Befürchtungen

Unter dem Vorwande, mich umkleiden zu wollen, ging ich zu meiner Frau und bat sie, sich nicht zu beunruhigen. „Wahrscheinlich hat man mich verleumdet,“ sagte ich zu ihr, „vielleicht werde ich irgendwohin fortgeschickt werden; ich werde aber den Kaiser sehen und ihn darum bitten, daß ihr alle mir nachgeschickt werdet.“ Mit Tränen in den Augen nahm ich Abschied. Warum mir nicht ein andrer erfreulicherer Gedanke kam, weiß ich nicht; warum mir gerade das in den Sinn kam, weiß ich auch nicht. Hatte nicht das erste Billet und die Beschreibung, welche mir Balaschow von dem Charakter des Kaisers gemacht hatte, die Veranlassung dazu gegeben? Ich weiß es nicht. Doch wie sich die Sache auch verhalten mag, ich erwartete nichts Gutes, und dieser unglückliche Gedanke war entscheidend für meine künftigen Beziehungen zum Kaiser.
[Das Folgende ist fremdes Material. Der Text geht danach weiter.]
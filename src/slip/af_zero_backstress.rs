use super::{sum_abs_row, RateLaw, SlipModelTrait};
use crate::StrError;
use russell_lab::Matrix;

/// Implements the Armstrong-Frederick model with one hardness per slip system and zero backstress
///
/// ```text
/// γ̇ᵅ = γ̇₀ |τᵅ/gᵅ|^(1/m) sign(τᵅ)
/// ġᵅ = H (q12 S − (q12 − 1) |γ̇ᵅ|) − Hd gᵅ S    with S = Σ |γ̇ᵝ|
/// ```
pub struct ZeroBackstress {
    rate: RateLaw,
    hh: f64,
    hd: f64,
    q12: f64,
}

impl ZeroBackstress {
    /// Allocates a new instance
    pub fn new(rate: RateLaw, hh: f64, hd: f64, q12: f64) -> Self {
        ZeroBackstress { rate, hh, hd, q12 }
    }
}

impl SlipModelTrait for ZeroBackstress {
    fn n_state_vars(&self, n_slip: usize) -> usize {
        n_slip
    }

    fn gamma_dots(&self, state: &Matrix, rss: &Matrix) -> Result<Matrix, StrError> {
        let (npts, n_slip) = rss.dims();
        if state.dims() != (npts, n_slip) {
            return Err("state must have shape (npts, n_slip)");
        }
        let mut gdots = Matrix::new(npts, n_slip);
        for p in 0..npts {
            for a in 0..n_slip {
                gdots.set(p, a, self.rate.gamma_dot(rss.get(p, a), state.get(p, a)));
            }
        }
        Ok(gdots)
    }

    fn state_derivative(&self, state: &Matrix, gamma_dots: &Matrix) -> Result<Matrix, StrError> {
        let (npts, n_slip) = gamma_dots.dims();
        if state.dims() != (npts, n_slip) {
            return Err("state must have shape (npts, n_slip)");
        }
        let mut dstate = Matrix::new(npts, n_slip);
        for p in 0..npts {
            let s = sum_abs_row(gamma_dots, p);
            for a in 0..n_slip {
                let direct = self.hh * (self.q12 * s - (self.q12 - 1.0) * f64::abs(gamma_dots.get(p, a)));
                let dynamic = self.hd * state.get(p, a) * s;
                dstate.set(p, a, direct - dynamic);
            }
        }
        Ok(dstate)
    }
}

////////////////////////////////////////////////////////////////////////////////////////////////////////////////////////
Ich setzte mich mit dem Kammerdiener in den Schlitten und wir fuhren beim Seitenportal vor. Man führte mich eine Menge von Treppen hinauf bis in das oberste Stockwerk des Winterpalais. Ssinowjew geleitete mich in ein kleines Gemach, in welchem Kommoden und Chiffonnieren standen, und ersuchte mich da ein wenig zu warten. Nirgends waren Kerzen zu sehen; diese Finsternis flößte mir Furcht ein. Dies bestärkte mich in meiner Voraussetzung, daß ich verschickt werden würde. Welche Ungerechtigkeit! dachte ich. Zum Unglück fiel mir gerade der Marquis Posa ein und sein Gespräch mit Philipp; „auch ich befinde mich in der Lage des Marquis,“ sagte ich für mich, und nahm mir vor, in diesem verhängnisvollen Augenblick dieselbe Festigkeit und Hochherzigkeit zu zeigen, wie der Marquis. Außer der nackten Wahrheit — kein Wort!